__What you should do__. Reproduce the data exactly, leaving nothing out.

_ _ _ _

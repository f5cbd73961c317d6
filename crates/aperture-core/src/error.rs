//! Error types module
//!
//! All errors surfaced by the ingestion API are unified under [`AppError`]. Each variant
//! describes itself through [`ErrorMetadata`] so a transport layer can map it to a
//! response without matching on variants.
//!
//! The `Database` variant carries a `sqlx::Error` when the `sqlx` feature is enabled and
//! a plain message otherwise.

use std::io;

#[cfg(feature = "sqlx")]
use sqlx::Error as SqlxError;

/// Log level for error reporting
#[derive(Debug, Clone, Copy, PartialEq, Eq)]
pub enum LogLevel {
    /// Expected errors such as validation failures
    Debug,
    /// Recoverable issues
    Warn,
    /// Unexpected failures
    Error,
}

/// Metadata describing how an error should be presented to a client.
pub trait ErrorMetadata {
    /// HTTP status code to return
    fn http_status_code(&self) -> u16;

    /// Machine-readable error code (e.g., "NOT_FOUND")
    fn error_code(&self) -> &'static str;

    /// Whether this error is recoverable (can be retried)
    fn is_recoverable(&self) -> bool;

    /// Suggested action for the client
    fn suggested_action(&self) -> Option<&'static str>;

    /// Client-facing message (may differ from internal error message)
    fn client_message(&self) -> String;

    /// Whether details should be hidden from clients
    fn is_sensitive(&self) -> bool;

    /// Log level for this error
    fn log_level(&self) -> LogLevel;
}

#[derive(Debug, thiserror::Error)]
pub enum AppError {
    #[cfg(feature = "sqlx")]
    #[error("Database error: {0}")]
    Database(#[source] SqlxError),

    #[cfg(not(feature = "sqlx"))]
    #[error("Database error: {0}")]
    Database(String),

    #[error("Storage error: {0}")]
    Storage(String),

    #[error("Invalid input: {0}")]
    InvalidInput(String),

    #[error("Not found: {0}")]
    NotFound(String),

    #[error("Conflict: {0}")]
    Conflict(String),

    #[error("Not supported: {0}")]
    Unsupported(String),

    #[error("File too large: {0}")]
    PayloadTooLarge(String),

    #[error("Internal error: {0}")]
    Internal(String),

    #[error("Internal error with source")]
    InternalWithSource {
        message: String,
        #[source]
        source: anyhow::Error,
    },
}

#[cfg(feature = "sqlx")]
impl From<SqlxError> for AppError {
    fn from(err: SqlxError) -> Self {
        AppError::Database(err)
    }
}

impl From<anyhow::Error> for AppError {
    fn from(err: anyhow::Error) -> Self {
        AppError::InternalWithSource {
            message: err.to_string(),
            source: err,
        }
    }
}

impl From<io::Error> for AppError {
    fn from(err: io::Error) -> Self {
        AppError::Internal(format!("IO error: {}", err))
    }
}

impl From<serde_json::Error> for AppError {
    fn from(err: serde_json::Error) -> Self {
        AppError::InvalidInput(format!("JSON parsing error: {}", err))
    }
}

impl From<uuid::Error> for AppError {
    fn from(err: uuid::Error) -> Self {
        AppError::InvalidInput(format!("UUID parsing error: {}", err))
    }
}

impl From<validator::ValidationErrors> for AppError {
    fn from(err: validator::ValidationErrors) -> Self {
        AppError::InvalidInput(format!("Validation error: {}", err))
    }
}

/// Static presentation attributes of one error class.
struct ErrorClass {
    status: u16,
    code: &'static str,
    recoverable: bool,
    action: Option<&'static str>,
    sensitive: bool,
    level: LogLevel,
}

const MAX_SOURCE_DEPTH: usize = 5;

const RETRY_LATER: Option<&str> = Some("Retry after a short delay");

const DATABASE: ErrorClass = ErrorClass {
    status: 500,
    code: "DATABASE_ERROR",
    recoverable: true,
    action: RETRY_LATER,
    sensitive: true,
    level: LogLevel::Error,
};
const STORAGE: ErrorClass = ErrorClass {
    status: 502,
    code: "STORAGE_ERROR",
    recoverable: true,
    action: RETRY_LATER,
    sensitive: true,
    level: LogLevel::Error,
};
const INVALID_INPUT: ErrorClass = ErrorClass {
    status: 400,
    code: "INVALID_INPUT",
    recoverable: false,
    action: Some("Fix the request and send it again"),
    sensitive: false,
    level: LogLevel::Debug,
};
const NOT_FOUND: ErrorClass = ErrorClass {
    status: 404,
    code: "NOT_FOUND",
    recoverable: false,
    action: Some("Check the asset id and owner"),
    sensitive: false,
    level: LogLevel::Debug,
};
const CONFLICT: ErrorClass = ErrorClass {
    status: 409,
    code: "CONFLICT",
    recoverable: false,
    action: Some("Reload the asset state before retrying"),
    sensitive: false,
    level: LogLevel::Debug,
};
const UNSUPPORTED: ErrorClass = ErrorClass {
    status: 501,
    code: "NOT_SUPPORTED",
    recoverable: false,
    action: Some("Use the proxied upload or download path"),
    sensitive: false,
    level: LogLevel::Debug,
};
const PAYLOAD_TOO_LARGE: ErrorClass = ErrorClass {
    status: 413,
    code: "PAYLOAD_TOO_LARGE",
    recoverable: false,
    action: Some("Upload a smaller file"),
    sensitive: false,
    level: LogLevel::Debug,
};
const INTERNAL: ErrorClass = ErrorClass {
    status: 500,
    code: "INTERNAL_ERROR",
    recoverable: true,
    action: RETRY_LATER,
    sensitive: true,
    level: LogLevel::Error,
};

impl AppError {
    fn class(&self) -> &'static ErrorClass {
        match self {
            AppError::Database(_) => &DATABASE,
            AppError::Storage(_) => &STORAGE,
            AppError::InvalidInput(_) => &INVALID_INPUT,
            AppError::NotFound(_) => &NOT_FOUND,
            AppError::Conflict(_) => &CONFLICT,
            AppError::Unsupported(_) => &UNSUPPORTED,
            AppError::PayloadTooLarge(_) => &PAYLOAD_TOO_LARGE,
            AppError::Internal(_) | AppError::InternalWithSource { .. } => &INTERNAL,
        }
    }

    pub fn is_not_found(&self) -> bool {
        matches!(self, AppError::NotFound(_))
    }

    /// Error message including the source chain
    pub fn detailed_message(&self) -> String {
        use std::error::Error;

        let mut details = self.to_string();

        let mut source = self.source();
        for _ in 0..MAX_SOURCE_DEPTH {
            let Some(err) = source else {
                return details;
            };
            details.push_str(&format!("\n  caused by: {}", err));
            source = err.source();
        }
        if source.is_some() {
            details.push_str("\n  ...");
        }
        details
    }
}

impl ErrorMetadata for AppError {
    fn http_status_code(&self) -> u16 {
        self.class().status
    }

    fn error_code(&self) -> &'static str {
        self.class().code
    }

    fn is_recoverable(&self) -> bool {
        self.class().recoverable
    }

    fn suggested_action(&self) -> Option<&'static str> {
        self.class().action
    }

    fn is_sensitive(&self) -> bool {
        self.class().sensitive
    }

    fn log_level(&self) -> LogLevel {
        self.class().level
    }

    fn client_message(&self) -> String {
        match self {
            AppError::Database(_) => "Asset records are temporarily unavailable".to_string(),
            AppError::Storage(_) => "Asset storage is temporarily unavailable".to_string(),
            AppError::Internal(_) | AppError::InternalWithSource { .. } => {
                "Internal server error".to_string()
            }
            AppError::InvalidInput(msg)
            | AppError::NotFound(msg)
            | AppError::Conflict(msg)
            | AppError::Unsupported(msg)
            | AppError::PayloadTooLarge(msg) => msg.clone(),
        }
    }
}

_ _ _ _

__Task answer__.
repository f5cbd73961c317d6
filename crates/aperture-core/src/error.rs
//! Error types module
//!
//! All errors surfaced by the ingestion API are unified under [`AppError`]. Each variant
//! describes itself through [`ErrorMetadata`] so a transport layer can map it to a
//! response without matching on variants.
//!
//! The `Database` variant carries a `sqlx::Error` when the `sqlx` feature is enabled and
//! a plain message otherwise.

use std::io;

#[cfg(feature = "sqlx")]
use sqlx::Error as SqlxError;

/// Log level for error reporting
#[derive(Debug, Clone, Copy, PartialEq, Eq)]
pub enum LogLevel {
    /// Expected errors such as validation failures
    Debug,
    /// Recoverable issues
    Warn,
    /// Unexpected failures
    Error,
}

/// Metadata describing how an error should be presented to a client.
pub trait ErrorMetadata {
    /// HTTP status code to return
    fn http_status_code(&self) -> u16;

    /// Machine-readable error code (e.g., "NOT_FOUND")
    fn error_code(&self) -> &'static str;

    /// Whether this error is recoverable (can be retried)
    fn is_recoverable(&self) -> bool;

    /// Suggested action for the client
    fn suggested_action(&self) -> Option<&'static str>;

    /// Client-facing message (may differ from internal error message)
    fn client_message(&self) -> String;

    /// Whether details should be hidden from clients
    fn is_sensitive(&self) -> bool;

    /// Log level for this error
    fn log_level(&self) -> LogLevel;
}

#[derive(Debug, thiserror::Error)]
pub enum AppError {
    #[cfg(feature = "sqlx")]
    #[error("Database error: {0}")]
    Database(#[source] SqlxError),

    #[cfg(not(feature = "sqlx"))]
    #[error("Database error: {0}")]
    Database(String),

    #[error("Storage error: {0}")]
    Storage(String),

    #[error("Invalid input: {0}")]
    InvalidInput(String),

    #[error("Not found: {0}")]
    NotFound(String),

    #[error("Conflict: {0}")]
    Conflict(String),

    #[error("Not supported: {0}")]
    Unsupported(String),

    #[error("File too large: {0}")]
    PayloadTooLarge(String),

    #[error("Internal error: {0}")]
    Internal(String),

    #[error("Internal error with source")]
    InternalWithSource {
        message: String,
        #[source]
        source: anyhow::Error,
    },
}

#[cfg(feature = "sqlx")]
impl From<SqlxError> for AppError {
    fn from(err: SqlxError) -> Self {
        AppError::Database(err)
    }
}

impl From<anyhow::Error> for AppError {
    fn from(err: anyhow::Error) -> Self {
        AppError::InternalWithSource {
            message: err.to_string(),
            source: err,
        }
    }
}

impl From<io::Error> for AppError {
    fn from(err: io::Error) -> Self {
        AppError::Internal(format!("IO error: {}", err))
    }
}

impl From<serde_json::Error> for AppError {
    fn from(err: serde_json::Error) -> Self {
        AppError::InvalidInput(format!("JSON parsing error: {}", err))
    }
}

impl From<uuid::Error> for AppError {
    fn from(err: uuid::Error) -> Self {
        AppError::InvalidInput(format!("UUID parsing error: {}", err))
    }
}

impl From<validator::ValidationErrors> for AppError {
    fn from(err: validator::ValidationErrors) -> Self {
        AppError::InvalidInput(format!("Validation error: {}", err))
    }
}

/// Static presentation attributes of one error class.
struct ErrorClass {
    status: u16,
    code: &'static str,
    recoverable: bool,
    action: Option<&'static str>,
    sensitive: bool,
    level: LogLevel,
}

const MAX_SOURCE_DEPTH: usize = 5;

const RETRY_LATER: Option<&str> = Some("Retry after a short delay");

const DATABASE: ErrorClass = ErrorClass {
    status: 500,
    code: "DATABASE_ERROR",
    recoverable: true,
    action: RETRY_LATER,
    sensitive: true,
    level: LogLevel::Error,
};
const STORAGE: ErrorClass = ErrorClass {
    status: 502,
    code: "STORAGE_ERROR",
    recoverable: true,
    action: RETRY_LATER,
    sensitive: true,
    level: LogLevel::Error,
};
const INVALID_INPUT: ErrorClass = ErrorClass {
    status: 400,
    code: "INVALID_INPUT",
    recoverable: false,
    action: Some("Fix the request and send it again"),
    sensitive: false,
    level: LogLevel::Debug,
};
const NOT_FOUND: ErrorClass = ErrorClass {
    status: 404,
    code: "NOT_FOUND",
    recoverable: false,
    action: Some("Check the asset id and owner"),
    sensitive: false,
    level: LogLevel::Debug,
};
const CONFLICT: ErrorClass = ErrorClass {
    status: 409,
    code: "CONFLICT",
    recoverable: false,
    action: Some("Reload the asset state before retrying"),
    sensitive: false,
    level: LogLevel::Debug,
};
const UNSUPPORTED: ErrorClass = ErrorClass {
    status: 501,
    code: "NOT_SUPPORTED",
    recoverable: false,
    action: Some("Use the proxied upload or download path"),
    sensitive: false,
    level: LogLevel::Debug,
};
const PAYLOAD_TOO_LARGE: ErrorClass = ErrorClass {
    status: 413,
    code: "PAYLOAD_TOO_LARGE",
    recoverable: false,
    action: Some("Upload a smaller file"),
    sensitive: false,
    level: LogLevel::Debug,
};
const INTERNAL: ErrorClass = ErrorClass {
    status: 500,
    code: "INTERNAL_ERROR",
    recoverable: true,
    action: RETRY_LATER,
    sensitive: true,
    level: LogLevel::Error,
};

impl AppError {
    fn class(&self) -> &'static ErrorClass {
        match self {
            AppError::Database(_) => &DATABASE,
            AppError::Storage(_) => &STORAGE,
            AppError::InvalidInput(_) => &INVALID_INPUT,
            AppError::NotFound(_) => &NOT_FOUND,
            AppError::Conflict(_) => &CONFLICT,
            AppError::Unsupported(_) => &UNSUPPORTED,
            AppError::PayloadTooLarge(_) => &PAYLOAD_TOO_LARGE,
            AppError::Internal(_) | AppError::InternalWithSource { .. } => &INTERNAL,
        }
    }

    pub fn is_not_found(&self) -> bool {
        matches!(self, AppError::NotFound(_))
    }

    /// Error message including the source chain
    pub fn detailed_message(&self) -> String {
        use std::error::Error;

        let mut details = self.to_string();

        let mut source = self.source();
        for _ in 0..MAX_SOURCE_DEPTH {
            let Some(err) = source else {
                return details;
            };
            details.push_str(&format!("\n  caused by: {}", err));
            source = err.source();
        }
        if source.is_some() {
            details.push_str("\n  ...");
        }
        details
    }
}

impl ErrorMetadata for AppError {
    fn http_status_code(&self) -> u16 {
        self.class().status
    }

    fn error_code(&self) -> &'static str {
        self.class().code
    }

    fn is_recoverable(&self) -> bool {
        self.class().recoverable
    }

    fn suggested_action(&self) -> Option<&'static str> {
        self.class().action
    }

    fn is_sensitive(&self) -> bool {
        self.class().sensitive
    }

    fn log_level(&self) -> LogLevel {
        self.class().level
    }

    fn client_message(&self) -> String {
        match self {
            AppError::Database(_) => "Asset records are temporarily unavailable".to_string(),
            AppError::Storage(_) => "Asset storage is temporarily unavailable".to_string(),
            AppError::Internal(_) | AppError::InternalWithSource { .. } => {
                "Internal server error".to_string()
            }
            AppError::InvalidInput(msg)
            | AppError::NotFound(msg)
            | AppError::Conflict(msg)
            | AppError::Unsupported(msg)
            | AppError::PayloadTooLarge(msg) => msg.clone(),
        }
    }
}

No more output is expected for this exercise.